Every day new deep learning algorithms and models come out to answer new and old problems. In the articles Deep learning: Supervised learning [part 1], Deep learning: Supervised learning [part 2] etc, we examined a small subset of problems that deep learning can address. The techniques available to us can be many and more or less suitable for our problems. It is up to us to figure out which methodology to use in the specific context. But have all these techniques been developed only in the last few years? Many that we have histo indeed yes, but their roots come from much further back. In this article we will study a bit of the history of data analysis that underlies the techniques we use today.
From the Middle Ages to the 19th century
The desire to analyze data and predict future outcomes has always been present in humans and is the basis of much of the natural sciences and mathematics. Two examples are the Bernoulli distribution, named after Jacob Bernoulli (1655-1705), and the Gaussian distribution discovered by Carl Friedrich Gauss (1777-1855). Gauss invented, for example, the least mean squares algorithm, which is still used today for a multitude of problems, from insurance calculations to medical diagnostics. Such tools have improved the experimental approach in the natural sciences: for example, Ohm’s law relating current and voltage in a resistor is perfectly described by a linear model.
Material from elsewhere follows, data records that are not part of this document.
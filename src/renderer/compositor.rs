use crate::geometry::{Bounds, Frame, Point};
use crate::mobject::Glyph;
use crate::renderer::FrameBuffer;
use crate::style::Color;

/// Maps scene units onto a pixel grid
#[derive(Debug, Clone, Copy)]
pub struct Viewport {
    frame: Frame,
    width: u32,
    height: u32,
}

/// Pixel-space rectangle, `[x0, x1) x [y0, y1)`
#[derive(Debug, Clone, Copy, PartialEq)]
pub struct PixelRect {
    pub x0: f32,
    pub y0: f32,
    pub x1: f32,
    pub y1: f32,
}

impl Viewport {
    pub fn new(frame: Frame, width: u32, height: u32) -> Self {
        Self {
            frame,
            width,
            height,
        }
    }

    pub fn pixels_per_unit(&self) -> f32 {
        self.height as f32 / self.frame.height
    }

    pub fn to_pixel(&self, p: Point) -> (f32, f32) {
        let ppu = self.pixels_per_unit();
        (
            (p.x + self.frame.width / 2.0) * ppu,
            (self.frame.height / 2.0 - p.y) * ppu,
        )
    }

    pub fn to_pixel_rect(&self, b: &Bounds) -> PixelRect {
        let (x0, y0) = self.to_pixel(Point::new(b.left(), b.top()));
        let (x1, y1) = self.to_pixel(Point::new(b.right(), b.bottom()));
        PixelRect { x0, y0, x1, y1 }
    }

    /// Stroke width in pixels; stroke widths are hundredths of a scene unit
    pub fn stroke_px(&self, width: f32) -> f32 {
        (width * self.pixels_per_unit() * 0.01).max(1.0)
    }

    pub fn dimensions(&self) -> (u32, u32) {
        (self.width, self.height)
    }
}

/// Layer compositor
pub struct Compositor;

impl Compositor {
    /// Blend a pixel-aligned rectangle, clipped to the buffer
    pub fn fill_rect(
        buffer: &mut FrameBuffer,
        x: i32,
        y: i32,
        width: u32,
        height: u32,
        color: [u8; 4],
    ) {
        let (buf_width, buf_height) = buffer.dimensions();
        let x_start = x.max(0);
        let y_start = y.max(0);
        let x_end = (x + width as i32).min(buf_width as i32);
        let y_end = (y + height as i32).min(buf_height as i32);

        for py in y_start..y_end {
            for px in x_start..x_end {
                buffer.blend_pixel(px as u32, py as u32, color);
            }
        }
    }

    pub fn fill_bounds(buffer: &mut FrameBuffer, viewport: &Viewport, bounds: &Bounds, color: Color) {
        let r = viewport.to_pixel_rect(bounds);
        Self::fill_rect(
            buffer,
            r.x0.round() as i32,
            r.y0.round() as i32,
            (r.x1 - r.x0).round().max(1.0) as u32,
            (r.y1 - r.y0).round().max(1.0) as u32,
            color.to_rgba(),
        );
    }

    /// Placeholder glyph: a solid block filling the glyph cell
    pub fn draw_glyph(buffer: &mut FrameBuffer, viewport: &Viewport, glyph: &Glyph, alpha: f32) {
        Self::fill_bounds(buffer, viewport, &glyph.bounds, glyph.color.fade(alpha));
    }

    /// Fill a rounded rectangle. `radius` is in scene units.
    pub fn fill_rounded(
        buffer: &mut FrameBuffer,
        viewport: &Viewport,
        bounds: &Bounds,
        radius: f32,
        color: Color,
    ) {
        let r = viewport.to_pixel_rect(bounds);
        let radius_px = radius * viewport.pixels_per_unit();
        Self::for_each_pixel(
            buffer,
            &r,
            |px, py| inside_rounded(&r, radius_px, px, py),
            color.to_rgba(),
        );
    }

    /// Stroke the border of a rounded rectangle with `width_px` pixels inwards
    pub fn stroke_rounded(
        buffer: &mut FrameBuffer,
        viewport: &Viewport,
        bounds: &Bounds,
        radius: f32,
        width_px: f32,
        color: Color,
    ) {
        let outer = viewport.to_pixel_rect(bounds);
        let radius_px = radius * viewport.pixels_per_unit();
        let inner = PixelRect {
            x0: outer.x0 + width_px,
            y0: outer.y0 + width_px,
            x1: outer.x1 - width_px,
            y1: outer.y1 - width_px,
        };
        let inner_radius = (radius_px - width_px).max(0.0);
        Self::for_each_pixel(
            buffer,
            &outer,
            |px, py| {
                inside_rounded(&outer, radius_px, px, py)
                    && !inside_rounded(&inner, inner_radius, px, py)
            },
            color.to_rgba(),
        );
    }

    /// Stroke the part `[from, to]` of a rectangle's perimeter, measured
    /// clockwise from the top-left corner as a fraction of its length
    pub fn stroke_perimeter(
        buffer: &mut FrameBuffer,
        viewport: &Viewport,
        bounds: &Bounds,
        from: f32,
        to: f32,
        width_px: f32,
        color: Color,
    ) {
        let from = from.clamp(0.0, 1.0);
        let to = to.clamp(0.0, 1.0);
        if to <= from {
            return;
        }
        let r = viewport.to_pixel_rect(bounds);
        let w = r.x1 - r.x0;
        let h = r.y1 - r.y0;
        let perimeter = 2.0 * (w + h);
        if perimeter <= 0.0 {
            return;
        }

        let rgba = color.to_rgba();
        let half = width_px / 2.0;
        let dot = width_px.ceil().max(1.0) as u32;
        let samples = ((to - from) * perimeter * 2.0).ceil().max(1.0) as usize;
        let mut last = None;
        for i in 0..=samples {
            let s = from + (to - from) * (i as f32 / samples as f32);
            let (x, y) = perimeter_point(&r, s * perimeter);
            let cell = ((x - half).round() as i32, (y - half).round() as i32);
            if last == Some(cell) {
                continue;
            }
            last = Some(cell);
            Self::fill_rect(buffer, cell.0, cell.1, dot, dot, rgba);
        }
    }

    fn for_each_pixel<F>(buffer: &mut FrameBuffer, r: &PixelRect, inside: F, color: [u8; 4])
    where
        F: Fn(f32, f32) -> bool,
    {
        let (bw, bh) = buffer.dimensions();
        let x0 = r.x0.floor().max(0.0) as u32;
        let y0 = r.y0.floor().max(0.0) as u32;
        let x1 = (r.x1.ceil().max(0.0) as u32).min(bw);
        let y1 = (r.y1.ceil().max(0.0) as u32).min(bh);
        for py in y0..y1 {
            for px in x0..x1 {
                if inside(px as f32 + 0.5, py as f32 + 0.5) {
                    buffer.blend_pixel(px, py, color);
                }
            }
        }
    }
}

fn inside_rounded(r: &PixelRect, radius: f32, x: f32, y: f32) -> bool {
    if x < r.x0 || x >= r.x1 || y < r.y0 || y >= r.y1 {
        return false;
    }
    let radius = radius.min((r.x1 - r.x0) / 2.0).min((r.y1 - r.y0) / 2.0).max(0.0);
    let cx = x.clamp(r.x0 + radius, r.x1 - radius);
    let cy = y.clamp(r.y0 + radius, r.y1 - radius);
    let (dx, dy) = (x - cx, y - cy);
    dx * dx + dy * dy <= radius * radius
}

/// Point `distance` pixels along the perimeter, clockwise from top-left
fn perimeter_point(r: &PixelRect, distance: f32) -> (f32, f32) {
    let w = r.x1 - r.x0;
    let h = r.y1 - r.y0;
    let mut d = distance;
    if d <= w {
        return (r.x0 + d, r.y0);
    }
    d -= w;
    if d <= h {
        return (r.x1, r.y0 + d);
    }
    d -= h;
    if d <= w {
        return (r.x1 - d, r.y1);
    }
    d -= w;
    (r.x0, (r.y1 - d).max(r.y0))
}

#[cfg(test)]
mod tests {
    use super::*;
    use crate::style::{BLACK, YELLOW};

    fn viewport() -> Viewport {
        // 16 x 8 units on 160 x 80 pixels: 10 px per unit
        Viewport::new(Frame { width: 16.0, height: 8.0 }, 160, 80)
    }

    #[test]
    fn test_fill_rect() {
        let mut fb = FrameBuffer::new(100, 100);
        fb.clear([0, 0, 0, 255]);

        Compositor::fill_rect(&mut fb, 10, 10, 20, 20, [255, 0, 0, 255]);

        assert_eq!(fb.get_pixel(15, 15), Some([255, 0, 0, 255]));
        assert_eq!(fb.get_pixel(5, 5), Some([0, 0, 0, 255]));

        // partially off-screen rectangles are clipped
        Compositor::fill_rect(&mut fb, -10, -10, 15, 15, [0, 255, 0, 255]);
        assert_eq!(fb.get_pixel(0, 0), Some([0, 255, 0, 255]));
    }

    #[test]
    fn test_viewport_mapping() {
        let vp = viewport();
        assert_eq!(vp.pixels_per_unit(), 10.0);
        assert_eq!(vp.to_pixel(Point::new(0.0, 0.0)), (80.0, 40.0));
        assert_eq!(vp.to_pixel(Point::new(-8.0, 4.0)), (0.0, 0.0));
        assert_eq!(vp.stroke_px(2.0), 1.0);
    }

    #[test]
    fn test_stroke_rounded_leaves_inside_empty() {
        let vp = viewport();
        let mut fb = FrameBuffer::new(160, 80);
        fb.clear(BLACK.to_rgba());
        let b = Bounds::new(Point::new(0.0, 0.0), 4.0, 2.0);
        Compositor::stroke_rounded(&mut fb, &vp, &b, 0.5, 1.0, YELLOW);

        assert_eq!(fb.get_pixel(80, 40), Some(BLACK.to_rgba()));
        assert_eq!(fb.get_pixel(80, 30), Some(YELLOW.to_rgba())); // top edge
        // rounded corner pixel stays clear
        assert_eq!(fb.get_pixel(60, 30), Some(BLACK.to_rgba()));
    }

    #[test]
    fn test_stroke_perimeter_segment() {
        let vp = viewport();
        let mut fb = FrameBuffer::new(160, 80);
        fb.clear(BLACK.to_rgba());
        let b = Bounds::new(Point::new(0.0, 0.0), 4.0, 2.0);

        // first quarter of a 40x20 px box covers 30 px of the top edge
        Compositor::stroke_perimeter(&mut fb, &vp, &b, 0.0, 0.25, 1.0, YELLOW);
        let lit = fb.count_pixels(|p| p == YELLOW.to_rgba());
        assert!(lit >= 28 && lit <= 32, "{lit}");
        assert_eq!(fb.get_pixel(100, 50), Some(BLACK.to_rgba()));

        let mut empty = FrameBuffer::new(160, 80);
        Compositor::stroke_perimeter(&mut empty, &vp, &b, 0.5, 0.5, 1.0, YELLOW);
        assert_eq!(empty.count_pixels(|p| p == YELLOW.to_rgba()), 0);
    }

    #[test]
    fn test_fill_rounded() {
        let vp = viewport();
        let mut fb = FrameBuffer::new(160, 80);
        fb.clear(BLACK.to_rgba());
        let b = Bounds::new(Point::new(0.0, 0.0), 4.0, 2.0);
        Compositor::fill_rounded(&mut fb, &vp, &b, 0.5, YELLOW);
        assert_eq!(fb.get_pixel(80, 40), Some(YELLOW.to_rgba()));
        assert_eq!(fb.get_pixel(60, 30), Some(BLACK.to_rgba()));
    }
}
As early as the Middle Ages, mathematicians had a keen insight into estimates. For example, Jacob Köbel’s (1460-1533) geometry book illustrates the average foot length of 16 adult men to estimate the typical foot length in the population.
What is shown in the illustration is the experiment that was done by Köbel. On leaving a church, a group of 16 adult men were asked to line up and have their feet measured. The sum of these measurements was then divided by 16 to obtain an estimate of what is now called the foot. This “algorithm” was later improved to handle deformed feet: the two men with the shortest and longest feet were sent away, averaging only the remaining ones. This is one of the earliest examples of truncated mean estimation.
The 20th century
Statistics took off with the availability and collection of data. One of its pioneers, Ronald Fisher (1890-1962), contributed significantly to its theory and applications in genetics. Many of his algorithms (such as linear discriminant analysis) and concepts (such as Fisher’s information matrix) still occupy a prominent place in the foundations of modern statistics. His data resources have also had a lasting impact. The Iris dataset that Fisher published in 1936 is still used today to demonstrate machine learning algorithms. Fisher was also an advocate of eugenics, which should remind us that the morally questionable use of data science has as long and enduring a history as its productive use in industry and the natural sciences.
Other influences for machine learning come from the information theory of Claude Shannon (1916-2001) and the theory of computation proposed by Alan Turing (1912-1954). Turing posed the question “can machines think?” in his famous article Computing Machinery and Intelligence (Turing, 1950). Describing what is now known as the Turing test, he proposed that a machine can be considered intelligent if it is difficult for a human evaluator to distinguish machine responses from human responses, based on purely textual interactions.
Further influences came from neuroscience and psychology. After all, humans clearly exhibit intelligent behavior. Many scholars have wondered whether it is possible to explain and possibly decode this ability. One of the first biologically inspired algorithms was formulated by Donald Hebb (1904-1985). In his groundbreaking book The Organization of Behavior (Hebb, 1949), he stated that neurons learn through positive reinforcement. This principle became known as the Hebbian learning rule. These ideas inspired later work, such as Rosenblatt’s perceptron learning algorithm, and laid the foundation for many stochastic gradient descent algorithms that today form the basis of deep learning: reinforcing desirable behavior and decreasing undesirable behavior to achieve good parameter settings in a neural network.
Biological inspiration is what gave neural networks their name. For more than a century (beginning with the models of Alexander Bain, 1873, and James Sherrington, 1890), researchers have sought to assemble computational circuits that resemble networks of interacting neurons. Over time, the interpretation of biology has become less literal, but the name has remained. Underlying it are some key principles found in most networks today:
- The alternation of linear and nonlinear processing units, often referred to as layers.
- The use of the chain rule (also known as backpropagation) to adjust the parameters of the entire network at once.
After rapid initial progress, neural network research came to a standstill from about 1995 to 2005. This was mainly due to two reasons. First, training a network is computationally expensive. While random access memory was abundant at the end of the last century, computational power was scarce. Second, the datasets were relatively small. In fact, Fisher’s Iris dataset of 1936 was still a popular tool for testing the effectiveness of algorithms. The MNIST dataset, with its 60,000 handwritten digits, was considered huge.
Given the scarcity of data and computation, strong statistical tools such as kernel methods, decision trees, and graphical models proved empirically superior in many applications. Moreover, unlike neural networks, they did not require weeks of training and provided predictable results with strong theoretical guarantees.